I still vividly remember in 2013 getting a visit from the detective who'd been second in command of the Urewera Raids, accompanied by an intelligence service spook. Apparently, the fine boys down at the counter-terrorism unit of the New Zealand Police had had me under wiretap surveillance for the previous eighteen or so months. The reason why? We think they were trying to get Winston for something which they thought I was involved in (in connection to the 2011 Tea Tapes scandal) - and they thought that monitoring my communications would prove it. The *official* reason why? I was allegedly a "threat to national security".

My first thought afterwards was wondering whether there was supposed to be an apostraphe and an S after the word "National".

Followed swiftly after by a sense of mounting horror as I realized that pretty much everything I'd said over the last year and a half via facebook messenger, or through txt had quite possibly crossed the desk of at lest one nameless analyst somewhere in the New Zealand security apparatus and/or Police. An acrimonious breakup with a girlfriend (and the resultant emotional fallout), personal secrets confided in close mates ... all of it was now in the databanks of the state and subject to easy, at-will persual by those with the right security clearance.
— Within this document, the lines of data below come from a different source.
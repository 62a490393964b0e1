use grade_report::analyzers::analyzer::{GradingOptions, grade_course};
use grade_report::config::Overrides;
use grade_report::report::formula::{Evaluator, Value};
use grade_report::report::layout::{
    MASTER_GRADE_COL, MASTER_SHEET, MASTER_TOTAL_COL, MAX_CELL_CHARS, cell_ref,
};
use grade_report::report::{audit, build_workbook, write_workbook};
use std::fs;
use std::io::{Cursor, Read};
use std::path::Path;
use tempfile::TempDir;

const ROSTER: &str = "Username;First name;Last name;Status\n\
    alice;Alice;Smith;autor\n\
    bob;Bob;Jones;accepted\n\
    tutor1;Tom;Tutor;tutor\n\
    carol;Carol;Nowak;autor\n\
    dora;Dóra;Kovács;autor\n";

const TASK_HEADER: &str = "Task,practicalTaskCorrect,practicalTaskDetails,\
    approachCorrect,approachConvincing,approachReferences,\
    situationalityCorrect,situationalityConvincing,situationalityReferences,\
    implicationsCorrect,implicationsConvincing,implicationsReferences\n";

fn write(dir: &Path, name: &str, content: &str) {
    fs::write(dir.join(name), content).unwrap();
}

fn all_max_other() -> String {
    let mut csv = String::from(
        "Category,Item,Score,Notes\n\
         Overall,Formatting,2,\n\
         Overall,Structure,2,\n\
         Overall,Style/Language,2,\n",
    );
    for dim in ["Approach", "Context & Situationality", "Implications"] {
        csv.push_str(&format!("Solution Report,{dim} - Correctness,2,\n"));
        csv.push_str(&format!("Solution Report,{dim} - Convincingness,2,\n"));
        csv.push_str(&format!("Solution Report,{dim} - References,1,\n"));
    }
    csv
}

/// alice: exact files, all max scores, feedback text.
/// bob: fuzzy-named tasks file only, so the Solution Report uses the task fallback.
/// carol: no files.
/// dora: diacritics in the name, fuzzy-named rubric with partial scores.
fn fixture() -> TempDir {
    let dir = tempfile::tempdir().unwrap();
    let p = dir.path();

    write(p, "students.csv", ROSTER);

    write(p, "alice-other.csv", &all_max_other());
    write(
        p,
        "alice-tasks.csv",
        &format!("{TASK_HEADER}T1,2,1,,,,,,,,,\nT2,2,1,,,,,,,,,\n"),
    );
    write(p, "alice.txt", "Excellent work.\nVery thorough.\n");

    write(
        p,
        "Jones-Bob-tasks.csv",
        &format!(
            "{TASK_HEADER}\
             T1,2,0.5,2,1,1,1,1,0,0.5,2,1\n\
             T2,1,1,1,n/a,0,2,2,1,,,\n\
             T3,0,0,0,0,0,0,0,0,0,0,0\n"
        ),
    );

    write(
        p,
        "Kovacs-Dora-other.csv",
        "Category,Item,Score,Notes\n\
         Overall,Formatting,1.5,\"Margins, fonts\"\n\
         Overall,Structure,1,\n\
         Solution Report,Approach - Correctness,1.5,\n\
         Solution Report,Approach - Convincingness,1,\n\
         Solution Report,Implications - References,0.5,\n\
         Solution Report,Context & Situationality - Correctness,7,out of range\n",
    );
    write(
        p,
        "Kovacs-Dora-tasks.csv",
        &format!("{TASK_HEADER}T1,1.5,0.5,,,,,,,,,\n"),
    );

    dir
}

/// Contents of one part of a written xlsx archive.
fn archive_part(bytes: &[u8], name: &str) -> String {
    let mut archive = zip::ZipArchive::new(Cursor::new(bytes)).unwrap();
    let mut content = String::new();
    archive.by_name(name).unwrap().read_to_string(&mut content).unwrap();
    content
}

/// Cached `<v>` value of cell `reference` in a worksheet part.
fn cached_value(sheet_xml: &str, reference: &str) -> Option<String> {
    let start = sheet_xml.find(&format!(r#"<c r="{reference}""#))?;
    let cell = &sheet_xml[start..];
    let cell = &cell[..cell.find("</c>")?];
    let value = cell.find("<v>")? + "<v>".len();
    let end = cell.find("</v>")?;
    Some(cell[value..end].to_string())
}

fn options() -> GradingOptions {
    GradingOptions {
        overrides: Overrides::empty(),
        ..Default::default()
    }
}

#[test]
fn test_full_pipeline() {
    let dir = fixture();
    let reports = grade_course(dir.path(), &options()).unwrap();

    let names: Vec<_> = reports.iter().map(|r| r.student.username.as_str()).collect();
    assert_eq!(names, ["alice", "bob", "carol", "dora"]);

    let alice = &reports[0];
    assert_eq!(alice.result.total_pct, 1.0);
    assert_eq!(alice.result.letter_grade, "1.0");
    assert_eq!(alice.free_text.as_deref(), Some("Excellent work.\nVery thorough.\n"));

    let bob = &reports[1];
    assert!(bob.files.other.is_none());
    assert!(bob.files.tasks.is_some());
    assert_eq!(bob.result.formalities_pct, 0.0);
    assert!(bob.result.solution_report_pct > 0.0);

    let carol = &reports[2];
    assert!(carol.files.is_empty());
    assert_eq!(carol.result.total_pct, 0.0);
    assert_eq!(carol.result.letter_grade, "5.0");

    let dora = &reports[3];
    assert!(dora.files.other.is_some());
    assert!(dora.result.total_pct > 0.0 && dora.result.total_pct < 1.0);
}

#[test]
fn test_workbook_formulas_match_computed_results() {
    let dir = fixture();
    let reports = grade_course(dir.path(), &options()).unwrap();
    let model = build_workbook(&reports);

    assert!(audit(&model, &reports).is_empty());

    let evaluator = Evaluator::new(&model);
    for (i, report) in reports.iter().enumerate() {
        let row = i as u32 + 1;
        assert_eq!(
            evaluator.cell_value(MASTER_SHEET, row, MASTER_TOTAL_COL).unwrap(),
            Value::Number(report.result.total_pct),
            "total of {}",
            report.student.username
        );
        assert_eq!(
            evaluator.cell_value(MASTER_SHEET, row, MASTER_GRADE_COL).unwrap(),
            Value::Text(report.result.letter_grade.clone()),
            "grade of {}",
            report.student.username
        );
    }
}

#[test]
fn test_workbook_sheets() {
    let dir = fixture();
    let reports = grade_course(dir.path(), &options()).unwrap();
    let model = build_workbook(&reports);

    let names: Vec<_> = model.sheets.iter().map(|s| s.name.as_str()).collect();
    assert_eq!(
        names,
        ["Master Overview", "alice", "bob", "carol", "dora", "GradeMapping"]
    );
    assert!(model.sheet("GradeMapping").unwrap().hidden);
    assert!(!model.sheet("alice").unwrap().hidden);
}

#[test]
fn test_write_workbook_to_disk() {
    let dir = fixture();
    let reports = grade_course(dir.path(), &options()).unwrap();
    let out = dir.path().join("grades_output.xlsx");

    write_workbook(&out, &reports).unwrap();

    let bytes = fs::read(&out).unwrap();
    assert_eq!(&bytes[..2], b"PK");
}

#[test]
fn test_written_workbook_caches_results() {
    let dir = fixture();
    let reports = grade_course(dir.path(), &options()).unwrap();
    let out = dir.path().join("grades_output.xlsx");
    write_workbook(&out, &reports).unwrap();

    // the master sheet is written first
    let master = archive_part(&fs::read(&out).unwrap(), "xl/worksheets/sheet1.xml");
    for (i, report) in reports.iter().enumerate() {
        let row = i as u32 + 1;
        let total = cached_value(&master, &cell_ref(row, MASTER_TOTAL_COL)).unwrap();
        assert_eq!(
            total.parse::<f64>().unwrap(),
            report.result.total_pct,
            "total of {}",
            report.student.username
        );
        let grade = cached_value(&master, &cell_ref(row, MASTER_GRADE_COL)).unwrap();
        assert_eq!(grade, report.result.letter_grade, "grade of {}", report.student.username);
    }
}

#[test]
fn test_oversized_feedback_is_truncated() {
    let dir = fixture();
    write(dir.path(), "alice.txt", &"x".repeat(40_000));
    let reports = grade_course(dir.path(), &options()).unwrap();
    assert_eq!(reports[0].free_text.as_deref().map(str::len), Some(40_000));

    let model = build_workbook(&reports);
    let alice = model.sheet("alice").unwrap();
    let feedback = alice
        .merges
        .iter()
        .find(|m| m.text.starts_with("xxx"))
        .unwrap();
    assert_eq!(feedback.text.chars().count(), MAX_CELL_CHARS);

    let out = dir.path().join("grades_output.xlsx");
    write_workbook(&out, &reports).unwrap();
    assert!(out.is_file());
}

#[test]
fn test_missing_roster_writes_nothing() {
    let dir = tempfile::tempdir().unwrap();
    let err = grade_course(dir.path(), &options()).unwrap_err();
    assert!(err.to_string().contains("students.csv"));
    assert_eq!(fs::read_dir(dir.path()).unwrap().count(), 0);
}

#[test]
fn test_demo_override() {
    let dir = tempfile::tempdir().unwrap();
    let p = dir.path();
    write(
        p,
        "example-students.csv",
        "Username;First name;Last name;Status\njakbrz;Jakub;Brzeczyszczykiewicz;autor\n",
    );
    write(p, "example-grading-other.csv", &all_max_other());
    write(
        p,
        "example-grading-tasks.csv",
        &format!("{TASK_HEADER}T1,2,1,,,,,,,,,\n"),
    );

    let reports = grade_course(p, &GradingOptions::default()).unwrap();
    assert_eq!(reports.len(), 1);
    assert_eq!(reports[0].result.total_pct, 1.0);
    assert_eq!(reports[0].result.letter_grade, "1.0");
}
fn master_sheet() -> Sheet {
    let mut sheet = Sheet::new(MASTER_SHEET);
    sheet.column(0, 15.0);
    sheet.column(1, 20.0);
    sheet.column(2, 20.0);
    for col in MASTER_FORMALITIES_COL..=MASTER_TOTAL_COL {
        sheet.column(col, 18.0);
    }
    sheet.column(MASTER_GRADE_COL, 15.0);

    let headers = [
        "Username",
        "First Name",
        "Last Name",
        "Formalities",
        "Practical Tasks",
        "Solution Report",
        "Total Percentage",
        "Grade",
    ];
    for (col, header) in headers.iter().enumerate() {
        sheet.text(0, col as u16, *header, Style::Header);
    }
    sheet
}

fn mapping_sheet() -> Sheet {
    let mut sheet = Sheet::new(MAPPING_SHEET);
    sheet.hidden = true;
    for (row, (pct, grade)) in lookup_table().into_iter().enumerate() {
        sheet.number(row as u32, 0, pct, Style::Plain);
        sheet.text(row as u32, 1, grade, Style::Plain);
    }
    sheet
}

/// Lays out the whole report: master sheet, one sheet per student in roster
/// order, and the hidden grade mapping sheet last.
pub fn build_workbook(reports: &[StudentReport]) -> WorkbookModel {
    let mut used: HashSet<String> = [MASTER_SHEET, MAPPING_SHEET]
        .iter()
        .map(|s| s.to_lowercase())
        .collect();

    let mut master = master_sheet();
    let mut students = Vec::with_capacity(reports.len());

    for (i, report) in reports.iter().enumerate() {
        let name = sheet_name(&report.student.username, &mut used);
        let (sheet, cells) = StudentSheetWriter::new(name, report).build();

        let row = i as u32 + 1;
        let s = &report.student;
        master.text(row, 0, s.username.clone(), Style::Plain);
        master.text(row, 1, s.first_name.clone(), Style::Plain);
        master.text(row, 2, s.last_name.clone(), Style::Plain);
        for (col, (r, c), style) in [
            (MASTER_FORMALITIES_COL, cells.formalities, Style::Percent),
            (MASTER_PRACTICAL_COL, cells.practical_tasks, Style::Percent),
            (MASTER_SOLUTION_COL, cells.solution_report, Style::Percent),
            (MASTER_TOTAL_COL, cells.total, Style::Percent),
            (MASTER_GRADE_COL, cells.grade, Style::Grade),
        ] {
            master.formula(row, col, sheet_ref(&sheet.name, r, c), style);
        }

        students.push(sheet);
    }

    let mut sheets = Vec::with_capacity(reports.len() + 2);
    sheets.push(master);
    sheets.extend(students);
    sheets.push(mapping_sheet());
    WorkbookModel { sheets }
}

#[cfg(test)]
mod tests {
    use super::*;

    #[test]
    fn test_col_letter() {
        assert_eq!(col_letter(0), "A");
        assert_eq!(col_letter(8), "I");
        assert_eq!(col_letter(25), "Z");
        assert_eq!(col_letter(26), "AA");
    }

    #[test]
    fn test_sheet_ref_quotes_names() {
        assert_eq!(sheet_ref("alice", 6, 4), "'alice'!E7");
        assert_eq!(sheet_ref("o'neil", 0, 0), "'o''neil'!A1");
    }

    #[test]
    fn test_mapping_range() {
        assert_eq!(mapping_range(), "'GradeMapping'!$A$1:$B$11");
    }

    #[test]
    fn test_sheet_name_sanitizes_and_dedupes() {
        let mut used = HashSet::new();
        assert_eq!(sheet_name("a/b:c", &mut used), "a_b_c");
        assert_eq!(sheet_name("A/B:C", &mut used), "A_B_C~2");

        let long = "x".repeat(40);
        let first = sheet_name(&long, &mut used);
        assert_eq!(first.chars().count(), 31);
        let second = sheet_name(&long, &mut used);
        assert_eq!(second.chars().count(), 31);
        assert!(second.ends_with("~2"));

        assert_eq!(sheet_name("'quoted'", &mut used), "_quoted_");
        assert_eq!(sheet_name("", &mut used), "Student");
    }

    #[test]
    fn test_clip_cell_text() {
        assert_eq!(clip_cell_text("short", "ann", "notes"), "short");

        let exact = "x".repeat(MAX_CELL_CHARS);
        assert_eq!(clip_cell_text(&exact, "ann", "notes"), exact);

        let long = "é".repeat(40_000);
        let clipped = clip_cell_text(&long, "ann", "feedback");
        assert_eq!(clipped.chars().count(), MAX_CELL_CHARS);
        assert!(long.starts_with(&clipped));
    }

    #[test]
    fn test_sheet_name_avoids_reserved() {
        let mut used: HashSet<String> = [MASTER_SHEET.to_lowercase()].into_iter().collect();
        assert_eq!(sheet_name("master overview", &mut used), "master overview~2");
    }
}
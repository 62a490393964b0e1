//! Output formatting and persistence for grading results.
//!
//! Supports pretty-printing, JSON logging, and the flat CSV summary.

use anyhow::{Context, Result};
use csv::WriterBuilder;
use std::path::Path;
use tracing::{debug, info};

use crate::analyzers::types::{StudentReport, SummaryRow};

/// Logs a student's result using Rust's debug pretty-print format.
pub fn print_pretty(report: &StudentReport) {
    debug!(username = %report.student.username, "{:#?}", report.result);
}

/// Logs a student's result as pretty-printed JSON.
pub fn print_json(report: &StudentReport) -> Result<()> {
    info!(
        username = %report.student.username,
        "{}",
        serde_json::to_string_pretty(&report.result)?
    );
    Ok(())
}

/// Writes one [`SummaryRow`] per student, with a header, to a CSV file.
///
/// An existing file is replaced.
pub fn write_summary_csv(path: &Path, reports: &[StudentReport]) -> Result<()> {
    debug!(path = %path.display(), rows = reports.len(), "Writing CSV summary");

    let mut writer = WriterBuilder::new()
        .has_headers(true)
        .from_path(path)
        .with_context(|| format!("failed to create {}", path.display()))?;

    for report in reports {
        writer.serialize(SummaryRow::from(report))?;
    }
    writer.flush()?;

    Ok(())
}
And all because I just happened to be in the right place at the right time outside a cafe in late 2011.

(Also, if you're wondering just why I got a housecall - the previous relevant legislation governing search and surveillance mandated a duty to report to the target what had happened once the surveillance was lifted - something which is still somewhat present in the 2012 act which replaced it at 61 (1) (c).

This is apparently a check and/or balance for their power - knowing that some judge, somewhere, will force them to front up to explain to the person under surveillance that all their deep dark secret-communications are now Official Knowledge. I guess the idea is that the (potentially mutual) embarrassment of getting the wrong guy and then having to look them in the eye and TELL THEM that, is supposed to keep our security intelligence services in line. Riiiiight.)

The reason why I cite this incident is because it handily demonstrates that i) laws put in place to protect us from terrorism can and have been misused even very recently in the past; ii) that the specific forms of that misuse very quickly cross over into the realms of the political; and iii) that even seemingly innocuous or rather small-scale acts of potential dissent (like standing outside of a cafe in the presence of a few TV cameras) can quite quickly conjure the Heavy Hammer of the State coming down upon you.

When we talk about not just criminalizing - but 'terrorizing' - protests, we go rather beyond the simple maintenance of public order.

We instead send chilling messages with chilling effects upon certain aspects of public participation in the hallowed apparatus of our democracy.

As I've said earlier, these increasingly seem to be "a feature, not a bug", in the minds of many of our august policy-makers. With the Key Government preparing to lionize itself for effectively normalizing military relations with the US, sanctified by a potentially nuclear-armed ship-visit (you know ... EXACTLY the sort of thing we rose up in (maritime) protest against back in the '80s) - it's not hard to see just whom this new kind of "terrorism"-fighting legislation might be aimed at to please.